The American McCarthyite witch hunts of the late 1940s into the 1950s wrecked thousands of lives as it persecuted anyone who it could tarnish with the label of communism.

It also provoked Arthur Miller to write The Crucible about the horror he saw around him, setting his story in the 17th-century Salem witch trials which resulted in the execution of fourteen women and five men.

Lyndsey Turner’s production gives us the text clearly spoken by characters vaguely identifiable as the 17th Century despite the young women wearing floral dresses and frills that are reminiscent of Laura Ashley.

Unfortunately, the play has been encased in a number of peculiarities that are at the least distracting and in one instance run against the grain of the play.

We are given a prologue and an epilogue that add nothing, an opening religious service in which Abigail is shown looking distracted enough to be hit by the Reverend Parris (Nick Fletcher), and there are a number of special atmospheric effects that may have you pondering their point.

There is a sheet of rain at the front of the stage opening and closing each scene. It is spectacular enough to have audience members taking pictures of it.
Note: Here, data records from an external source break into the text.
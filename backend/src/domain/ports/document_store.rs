//! Port for the external document store.
//!
//! The directory consumes a managed document database through this boundary:
//! equality-filtered, sorted, limited queries plus single-document reads and
//! writes. The store supports no substring matching; search predicates run
//! client-side after the fetch. Single-document writes are the atomicity
//! boundary — no cross-document transaction is offered or assumed.

use async_trait::async_trait;
use serde_json::Value;
use std::fmt;

/// Named collection of documents.
#[derive(Debug, Clone, Copy, PartialEq, Eq, Hash)]
pub struct Collection(&'static str);

impl Collection {
    /// Business listings with embedded reviews.
    pub const BUSINESSES: Self = Self("businesses");
    /// Feed posts with embedded comments.
    pub const POSTS: Self = Self("posts");

    /// Collection name as persisted in the store.
    pub fn name(self) -> &'static str {
        self.0
    }
}

impl fmt::Display for Collection {
    fn fmt(&self, f: &mut fmt::Formatter<'_>) -> fmt::Result {
        f.write_str(self.0)
    }
}

/// Direction applied to the sort key.
#[derive(Debug, Clone, Copy, PartialEq, Eq, Default)]
pub enum SortDirection {
    Asc,
    #[default]
    Desc,
}

impl SortDirection {
    /// Wire label used in cursor scopes.
    pub fn as_str(self) -> &'static str {
        match self {
            Self::Asc => "asc",
            Self::Desc => "desc",
        }
    }
}

/// Store-side equality clause against a top-level document field.
#[derive(Debug, Clone, PartialEq)]
pub struct Clause {
    pub field: &'static str,
    pub value: Value,
}

impl Clause {
    /// Equality clause on a document field.
    pub fn eq(field: &'static str, value: impl Into<Value>) -> Self {
        Self {
            field,
            value: value.into(),
        }
    }
}

/// Sort applied after the equality clauses.
#[derive(Debug, Clone, Copy, PartialEq, Eq)]
pub struct Sort {
    pub field: &'static str,
    pub direction: SortDirection,
}

/// Errors raised by document store adapters.
#[derive(Debug, Clone, PartialEq, Eq, thiserror::Error)]
pub enum DocumentStoreError {
    /// The store could not be reached.
    #[error("document store unavailable: {message}")]
    Connection { message: String },
    /// A read or write failed during execution.
    #[error("document store operation failed: {message}")]
    Query { message: String },
    /// The addressed document does not exist.
    #[error("no document {id} in collection {collection}")]
    NotFound { collection: String, id: String },
}

impl DocumentStoreError {
    pub fn connection(message: impl Into<String>) -> Self {
        Self::Connection {
            message: message.into(),
        }
    }

    pub fn query(message: impl Into<String>) -> Self {
        Self::Query {
            message: message.into(),
        }
    }

    pub fn not_found(collection: Collection, id: impl Into<String>) -> Self {
        Self::NotFound {
            collection: collection.name().to_owned(),
            id: id.into(),
        }
    }
}

/// Driven port over the external document store.
///
/// ## Contract
/// - `insert` assigns the document identifier, materialises it in the stored
///   document's `id` field, and returns it.
/// - `query` applies every clause as an equality filter, orders by the sort
///   key (ties broken by id so cursors are stable), and returns at most
///   `limit` documents. When `after_id` is set the batch starts strictly
///   after that document under the same ordering; an `after_id` no longer in
///   the filtered set yields an empty batch.
/// - `update` merges the partial document's top-level fields into the stored
///   document; `update` and `delete` fail with
///   [`DocumentStoreError::NotFound`] for absent ids.
/// - Reads are side-effect free and idempotent between writes.
#[cfg_attr(test, mockall::automock)]
#[async_trait]
pub trait DocumentStore: Send + Sync {
    /// Fetch one document by id.
    async fn get(
        &self,
        collection: Collection,
        id: &str,
    ) -> Result<Option<Value>, DocumentStoreError>;

    /// Run an equality-filtered, sorted, limited query.
    async fn query(
        &self,
        collection: Collection,
        clauses: &[Clause],
        sort: Sort,
        limit: usize,
        after_id: Option<String>,
    ) -> Result<Vec<Value>, DocumentStoreError>;

    /// Insert a document, returning the assigned id.
    async fn insert(&self, collection: Collection, doc: Value)
    -> Result<String, DocumentStoreError>;

    /// Merge a partial document into an existing one.
    async fn update(
        &self,
        collection: Collection,
        id: &str,
        partial: Value,
    ) -> Result<(), DocumentStoreError>;

    /// Remove a document.
    async fn delete(&self, collection: Collection, id: &str) -> Result<(), DocumentStoreError>;
}

/// Fixture store for tests that never touch persistence.
///
/// Lookups return nothing, queries return empty batches, writes are
/// discarded. Use the in-memory adapter when behaviour matters.
#[derive(Debug, Default, Clone, Copy)]
pub struct FixtureDocumentStore;

#[async_trait]
impl DocumentStore for FixtureDocumentStore {
    async fn get(
        &self,
        _collection: Collection,
        _id: &str,
    ) -> Result<Option<Value>, DocumentStoreError> {
        Ok(None)
    }

    async fn query(
        &self,
        _collection: Collection,
        _clauses: &[Clause],
        _sort: Sort,
        _limit: usize,
        _after_id: Option<String>,
    ) -> Result<Vec<Value>, DocumentStoreError> {
        Ok(Vec::new())
    }

    async fn insert(
        &self,
        _collection: Collection,
        _doc: Value,
    ) -> Result<String, DocumentStoreError> {
        Ok("fixture-document".to_owned())
    }

    async fn update(
        &self,
        _collection: Collection,
        _id: &str,
        _partial: Value,
    ) -> Result<(), DocumentStoreError> {
        Ok(())
    }

    async fn delete(&self, _collection: Collection, _id: &str) -> Result<(), DocumentStoreError> {
        Ok(())
    }
}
At various points in the background, there is singing of religious-sounding melodies, and later we get a low-key minimalist humming meant to unsettle the mood. 
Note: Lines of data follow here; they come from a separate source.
//! Request tracing middleware.
//!
//! Every request gets a UUID trace identifier held in task-local storage for
//! the duration of the handler and echoed back in a `Trace-Id` response
//! header, so a client-reported failure can be matched to server logs.
//!
//! Task-local values do not cross `tokio::spawn` boundaries; wrap spawned
//! work in [`TraceId::scope`] when the identifier must follow it.

use std::future::Future;
use std::task::{Context, Poll};

use actix_web::Error;
use actix_web::dev::{Service, ServiceRequest, ServiceResponse, Transform};
use actix_web::http::header::{HeaderName, HeaderValue};
use futures_util::future::{LocalBoxFuture, Ready, ready};
use tokio::task_local;
use tracing::error;
use uuid::Uuid;

task_local! {
    static TRACE_ID: TraceId;
}

/// Per-request trace identifier.
#[derive(Debug, Clone, Copy, PartialEq, Eq)]
pub struct TraceId(Uuid);

impl TraceId {
    fn generate() -> Self {
        Self(Uuid::new_v4())
    }

    /// The trace identifier of the request being handled, if any.
    pub fn current() -> Option<Self> {
        TRACE_ID.try_with(|id| *id).ok()
    }

    /// Run a future with the given trace identifier in scope.
    pub async fn scope<Fut>(trace_id: TraceId, fut: Fut) -> Fut::Output
    where
        Fut: Future,
    {
        TRACE_ID.scope(trace_id, fut).await
    }
}

impl std::fmt::Display for TraceId {
    fn fmt(&self, f: &mut std::fmt::Formatter<'_>) -> std::fmt::Result {
        write!(f, "{}", self.0)
    }
}

impl std::str::FromStr for TraceId {
    type Err = uuid::Error;

    fn from_str(s: &str) -> Result<Self, Self::Err> {
        Ok(Self(Uuid::parse_str(s)?))
    }
}

/// Middleware attaching a fresh [`TraceId`] to every request and a
/// `Trace-Id` header to every response.
///
/// # Examples
/// ```
/// use actix_web::App;
/// use backend::Trace;
///
/// let app = App::new().wrap(Trace);
/// ```
#[derive(Clone)]
pub struct Trace;

impl<S, B> Transform<S, ServiceRequest> for Trace
where
    S: Service<ServiceRequest, Response = ServiceResponse<B>, Error = Error> + 'static,
    S::Future: 'static,
    B: 'static,
{
    type Response = ServiceResponse<B>;
    type Error = Error;
    type InitError = ();
    type Transform = TraceMiddleware<S>;
    type Future = Ready<Result<Self::Transform, Self::InitError>>;

    fn new_transform(&self, service: S) -> Self::Future {
        ready(Ok(TraceMiddleware { service }))
    }
}

/// Service wrapper produced by [`Trace`].
pub struct TraceMiddleware<S> {
    service: S,
}

impl<S, B> Service<ServiceRequest> for TraceMiddleware<S>
where
    S: Service<ServiceRequest, Response = ServiceResponse<B>, Error = Error> + 'static,
    S::Future: 'static,
    B: 'static,
{
    type Response = ServiceResponse<B>;
    type Error = Error;
    type Future = LocalBoxFuture<'static, Result<Self::Response, Self::Error>>;

    fn poll_ready(&self, cx: &mut Context<'_>) -> Poll<Result<(), Self::Error>> {
        self.service.poll_ready(cx)
    }

    fn call(&self, req: ServiceRequest) -> Self::Future {
        let trace_id = TraceId::generate();
        let header_value = trace_id.to_string();
        let fut = self.service.call(req);
        Box::pin(TraceId::scope(trace_id, async move {
            let mut res = fut.await?;
            match HeaderValue::from_str(&header_value) {
                Ok(value) => {
                    res.response_mut()
                        .headers_mut()
                        .insert(HeaderName::from_static("trace-id"), value);
                }
                Err(err) => {
                    error!(error = %err, trace_id = %trace_id, "trace header encoding failed");
                }
            }
            Ok(res)
        }))
    }
}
If these effects distract from the play, the lighting impressively conjures up a claustrophobic effect, the well-lit front of stage gradually growing darker as it tails off into the great depths of the Olivier from which the characters emerge and depart.

Although there are a few fine performances, notably Tilly Tremayne as Rebecca Nurse and Karl Johnson as Giles Corey, too many of the cast perform with a narrow inflexibility and wandering American accents.

Thus Fisayo Akinade as the Reverend Hale is always a reasonable man even when he is praising rebellion in Andover and the usually brilliant performer Erin Doherty as Abigail Williams speaks consistently in an unshaded rage.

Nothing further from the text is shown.